When the Shoreline School District posted an opening last summer for a varsity fastpitch coach at Shorecrest High School, few résumés trickled in.
Now, more than six months later, despite the fact the program won a state title in 2001 and has made the state tournament four times in the last six years, interest remains low. Only three applicants are in the pool to replace coach Kristie Oglesby, according to district public information officer Craig Degginger.
Oglesby, a former University of Washington softball player, moved to North Carolina for family reasons after seven seasons as coach. The pay range for the job, which is supposed to start in February, is $3,357 to $4,387.
“For the length of time this position has been posted the pool is significantly smaller than normal,” Shoreline School District Athletic Director Don Dalziel said.
It can be tough to find qualified candidates for specialized sports such as fastpitch, but the overall trend is that candidates usually aren’t breaking down the door to apply for high school coaching jobs.
The Everett School District only had five candidates who filled out paperwork when it had a recent opening for a boys basketball coach at Everett, district athletic director Robert Polk said.
“In years past it would have been 15 candidates,” Polk said. “It’s definitely changed.”
Atmosphere has changed
The often year-round commitment needed to run a successful program, the modest pay in comparison to the responsibility, and the pressure to win from parents and the community are all factors that converge to make coaching much more than a fun part-time job.
Wally Nagel coached boys swimming for 35 years at Meadowdale along with a variety of other sports, sometimes as many as three a year. When he began coaching, coaches “were the bosses,” compared to now when a coach can get “beat up with parental concerns,” he said.
In the past, “it was a matter of respect on all parts — kids, parents, administrators,” said Nagel, who retired in 2005.
Open positions in the Edmonds School District usually attract three to four serious applications and one to three are viable enough to warrant an interview, said Edmonds School District Athletic Director Terri McMahan. Sometimes the top candidate isn’t someone who is quite ready to be a head coach but has potential, she said.
“There are good people out there,” McMahan said. “It requires more work on our part to attract those people.”
Trend of ‘out-of-district’ coaches
For area districts, the dearth of coaching candidates is a trend that hearkens back to the 1980s, athletic directors say.
“We had this gigantic explosion of sports teams and positions,” McMahan said. “The pool became smaller and smaller.
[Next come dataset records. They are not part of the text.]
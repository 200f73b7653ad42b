use polars::prelude::DataFrame;
use proptest::proptest;

use prs_ingest::HeaderSpec;
use prs_model::{ColumnEntry, ColumnMapping, MappingOrigin, RawTable, ReshapeConfig};
use prs_transform::data_utils::column_values;
use prs_transform::{
    ProjectedSheet, ReshapeInput, TransformError, aggregate, apply_reshape, combine_sheets, dedupe,
    drop_empty_rows, drop_sparse_columns, project_sheet, strip_thousands, trim_strings, unpivot,
};

fn mapping(pairs: &[(&str, &str)]) -> ColumnMapping {
    ColumnMapping {
        entries: pairs
            .iter()
            .map(|(header, field)| ColumnEntry {
                source_header: (*header).to_string(),
                target_field: Some((*field).to_string()),
                origin: MappingOrigin::SynonymExact,
                confidence: 1.0,
            })
            .collect(),
        collisions: Vec::new(),
    }
}

fn raw_table(sheet: &str, rows: Vec<Vec<&str>>) -> RawTable {
    RawTable::new(
        format!("{sheet}.csv"),
        sheet,
        rows.into_iter()
            .map(|row| row.into_iter().map(str::to_string).collect())
            .collect(),
    )
}

fn spec(labels: &[&str]) -> HeaderSpec {
    HeaderSpec {
        header_rows: vec![0],
        labels: labels.iter().map(|label| (*label).to_string()).collect(),
        data_start: 1,
    }
}

fn string_frame(columns: &[(&str, &[&str])]) -> DataFrame {
    use polars::prelude::{NamedFrom, Series};
    let cols = columns
        .iter()
        .map(|(name, values)| {
            let owned: Vec<String> = values.iter().map(|value| (*value).to_string()).collect();
            Series::new((*name).into(), owned).into()
        })
        .collect();
    DataFrame::new(cols).expect("build test frame")
}

fn frames_equal(a: &DataFrame, b: &DataFrame) -> bool {
    let a_names: Vec<String> = a.get_column_names().iter().map(|n| n.to_string()).collect();
    let b_names: Vec<String> = b.get_column_names().iter().map(|n| n.to_string()).collect();
    if a_names != b_names || a.height() != b.height() {
        return false;
    }
    a_names
        .iter()
        .all(|name| column_values(a, name) == column_values(b, name))
}

#[test]
fn projection_renames_and_records_dropped() {
    let table = raw_table(
        "acme",
        vec![
            vec!["Vendor", "SKU", "Internal Note"],
            vec!["acme", "A-1", "skip me"],
            vec!["", "", ""],
        ],
    );
    let mapping = mapping(&[("Vendor", "provider_id"), ("SKU", "article_sku")]);
    let sheet =
        project_sheet(&table, &spec(&["Vendor", "SKU", "Internal Note"]), &mapping, false)
            .expect("project");

    let names: Vec<String> = sheet
        .data
        .get_column_names()
        .iter()
        .map(|n| n.to_string())
        .collect();
    assert_eq!(names, vec!["provider_id", "article_sku"]);
    assert_eq!(sheet.dropped_columns, vec!["Internal Note"]);
    // The fully empty trailing row never enters the frame.
    assert_eq!(sheet.data.height(), 1);
}

#[test]
fn combining_sheets_tags_origin_and_sums_rows() {
    let north = ProjectedSheet {
        sheet_id: "north".to_string(),
        data: string_frame(&[("article_sku", &["A-1", "A-2"]), ("sales_amount", &["1", "2"])]),
        dropped_columns: Vec::new(),
    };
    let south = ProjectedSheet {
        sheet_id: "south".to_string(),
        data: string_frame(&[("article_sku", &["B-1"]), ("sales_amount", &["3"])]),
        dropped_columns: Vec::new(),
    };
    let combined = combine_sheets(&[north, south]).expect("combine");

    assert_eq!(combined.height(), 3);
    assert_eq!(
        column_values(&combined, "source_sheet"),
        vec!["north", "north", "south"]
    );
    assert_eq!(column_values(&combined, "article_sku"), vec!["A-1", "A-2", "B-1"]);
}

#[test]
fn combining_mismatched_sheets_fails() {
    let left = ProjectedSheet {
        sheet_id: "left".to_string(),
        data: string_frame(&[("article_sku", &["A-1"])]),
        dropped_columns: Vec::new(),
    };
    let right = ProjectedSheet {
        sheet_id: "right".to_string(),
        data: string_frame(&[("sales_amount", &["3"])]),
        dropped_columns: Vec::new(),
    };
    let result = combine_sheets(&[left, right]);
    assert!(matches!(
        result,
        Err(TransformError::SchemaMismatch { .. })
    ));
}

#[test]
fn unpivot_stacks_value_columns() {
    let df = string_frame(&[
        ("article_sku", &["s1", "s2"]),
        ("Jan", &["1", "2"]),
        ("Feb", &["3", "4"]),
    ]);
    let long = unpivot(
        &df,
        &["article_sku".to_string()],
        "report_date",
        "sales_amount",
    )
    .expect("unpivot");

    assert_eq!(long.height(), 4);
    assert_eq!(
        column_values(&long, "article_sku"),
        vec!["s1", "s1", "s2", "s2"]
    );
    assert_eq!(
        column_values(&long, "report_date"),
        vec!["Jan", "Feb", "Jan", "Feb"]
    );
    assert_eq!(column_values(&long, "sales_amount"), vec!["1", "3", "2", "4"]);
}

#[test]
fn unpivot_then_repivot_round_trips() {
    let df = string_frame(&[
        ("article_sku", &["s1", "s2"]),
        ("Jan", &["1", "2"]),
        ("Feb", &["3", "4"]),
    ]);
    let long = unpivot(
        &df,
        &["article_sku".to_string()],
        "report_date",
        "sales_amount",
    )
    .expect("unpivot");

    // Re-pivot by hand: group on the identifier, spread category back out.
    let ids = column_values(&long, "article_sku");
    let cats = column_values(&long, "report_date");
    let vals = column_values(&long, "sales_amount");
    let mut rebuilt: std::collections::BTreeMap<(String, String), String> =
        std::collections::BTreeMap::new();
    for ((id, cat), val) in ids.iter().zip(cats.iter()).zip(vals.iter()) {
        rebuilt.insert((id.clone(), cat.clone()), val.clone());
    }
    for (sku, jan, feb) in [("s1", "1", "3"), ("s2", "2", "4")] {
        assert_eq!(
            rebuilt.get(&(sku.to_string(), "Jan".to_string())),
            Some(&jan.to_string())
        );
        assert_eq!(
            rebuilt.get(&(sku.to_string(), "Feb".to_string())),
            Some(&feb.to_string())
        );
    }
}

#[test]
fn aggregate_sums_numeric_and_keeps_first_text() {
    let df = string_frame(&[
        ("article_sku", &["s1", "s2", "s1"]),
        ("sales_amount", &["1.5", "2", "3"]),
        ("region", &["", "south", "north"]),
    ]);
    let out = aggregate(&df, &["article_sku".to_string()]).expect("aggregate");

    assert_eq!(out.height(), 2);
    // Groups come out in first-occurrence order.
    assert_eq!(column_values(&out, "article_sku"), vec!["s1", "s2"]);
    assert_eq!(column_values(&out, "sales_amount"), vec!["4.5", "2"]);
    // First non-empty value in row order wins for text columns.
    assert_eq!(column_values(&out, "region"), vec!["north", "south"]);
}

#[test]
fn aggregate_with_missing_keys_is_a_no_op() {
    let df = string_frame(&[("sales_amount", &["1", "2"])]);
    let out = aggregate(&df, &["nonexistent".to_string()]).expect("aggregate");
    assert!(frames_equal(&df, &out));
}

#[test]
fn trim_and_strip_thousands() {
    let df = string_frame(&[("sales_amount", &[" 1,234 ", "5 678", "acme, inc"])]);
    let trimmed = trim_strings(&df).expect("trim");
    let stripped = strip_thousands(&trimmed).expect("strip");
    assert_eq!(
        column_values(&stripped, "sales_amount"),
        vec!["1234", "5678", "acme, inc"]
    );
}

#[test]
fn drop_empty_rows_and_sparse_columns() {
    let df = string_frame(&[
        ("article_sku", &["s1", "", "s2"]),
        ("notes", &["", "", ""]),
    ]);
    let (no_empty, dropped_rows) = drop_empty_rows(&df).expect("drop rows");
    assert_eq!(dropped_rows, 1);
    assert_eq!(no_empty.height(), 2);

    let (dense, dropped_cols) = drop_sparse_columns(&no_empty, 0.5).expect("drop cols");
    assert_eq!(dropped_cols, vec!["notes"]);
    let names: Vec<String> = dense
        .get_column_names()
        .iter()
        .map(|n| n.to_string())
        .collect();
    assert_eq!(names, vec!["article_sku"]);
}

#[test]
fn dedupe_keeps_first_occurrence() {
    let df = string_frame(&[
        ("order_id", &["o1", "o2", "o1", ""]),
        ("sales_amount", &["1", "2", "9", "4"]),
    ]);
    let (deduped, dropped) = dedupe(&df, &["order_id".to_string()]).expect("dedupe");
    assert_eq!(dropped, 1);
    assert_eq!(column_values(&deduped, "order_id"), vec!["o1", "o2", ""]);
    // First occurrence wins; empty keys are kept.
    assert_eq!(column_values(&deduped, "sales_amount"), vec!["1", "2", "4"]);
}

#[test]
fn dedupe_is_idempotent() {
    let df = string_frame(&[("order_id", &["o1", "o1", "o2"])]);
    let (once, _) = dedupe(&df, &["order_id".to_string()]).expect("dedupe once");
    let (twice, dropped) = dedupe(&once, &["order_id".to_string()]).expect("dedupe twice");
    assert_eq!(dropped, 0);
    assert!(frames_equal(&once, &twice));
}

proptest! {
    #[test]
    fn dedupe_idempotent_for_arbitrary_keys(keys in proptest::collection::vec("[a-c]{0,2}", 0..24)) {
        use polars::prelude::{NamedFrom, Series};
        let series = Series::new("order_id".into(), keys);
        let df = DataFrame::new(vec![series.into()]).expect("frame");
        let (once, _) = dedupe(&df, &["order_id".to_string()]).expect("dedupe once");
        let (twice, dropped) = dedupe(&once, &["order_id".to_string()]).expect("dedupe twice");
        assert_eq!(dropped, 0);
        assert!(frames_equal(&once, &twice));
    }
}

#[test]
fn reshape_pipeline_unpivots_and_stamps_provider() {
    let table = raw_table(
        "acme",
        vec![
            vec!["SKU", "Jan", "Feb"],
            vec!["s1", "1", "3"],
            vec!["s2", "2", "4"],
        ],
    );
    let mapping = mapping(&[("SKU", "article_sku")]);
    let reshape = ReshapeConfig {
        unpivot: true,
        ..ReshapeConfig::default()
    };
    let sheet = project_sheet(&table, &spec(&["SKU", "Jan", "Feb"]), &mapping, true)
        .expect("project");

    let result = apply_reshape(ReshapeInput {
        sheets: vec![sheet],
        source_file: "acme.csv".to_string(),
        mapping: &mapping,
        reshape: &reshape,
        provider: Some("acme"),
    })
    .expect("reshape");

    assert_eq!(result.record_count(), 4);
    assert_eq!(result.meta.metrics.unpivot_rows, Some((2, 4)));
    let names: Vec<String> = result
        .data
        .get_column_names()
        .iter()
        .map(|n| n.to_string())
        .collect();
    assert!(names.contains(&"article_sku".to_string()));
    assert!(names.contains(&"report_date".to_string()));
    assert!(names.contains(&"sales_amount".to_string()));
    assert!(names.contains(&"provider_id".to_string()));
    assert_eq!(
        column_values(&result.data, "provider_id"),
        vec!["acme", "acme", "acme", "acme"]
    );
}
It seems natural to me. It’s supply and demand. We have more demand (for coaches) than supply.”
Years ago, hires usually came within a program. Long-time assistants took over for the head coaches who mentored them.
“That stopped pretty abruptly in the late 70s and 80s,” McMahan said. “Coaches started coming from outside the school district.”
Over the past 20 years, high school coaching has turned from being a teacher-dominated profession to a mix, where in many districts, at least a third of coaches are “out-of-district” coaches who have a day job outside the district. Shoreline, for example, has 15 out-of-district coaches out of 40 varsity head coaches.
It’s not easy for teachers to dedicate adequate time to both teaching and coaching and be good at both, Polk said. Districts also look outside the district when coaches retire from coaching but keep their teaching positions.
It can be a challenge to find teachers in the building who are qualified, interested and willing to take on coaching duties as well, said Marysville School District Athletic Director Greg Erickson.
Out-of-district coaches hold a variety of jobs, from working at Boeing to construction to driving a truck.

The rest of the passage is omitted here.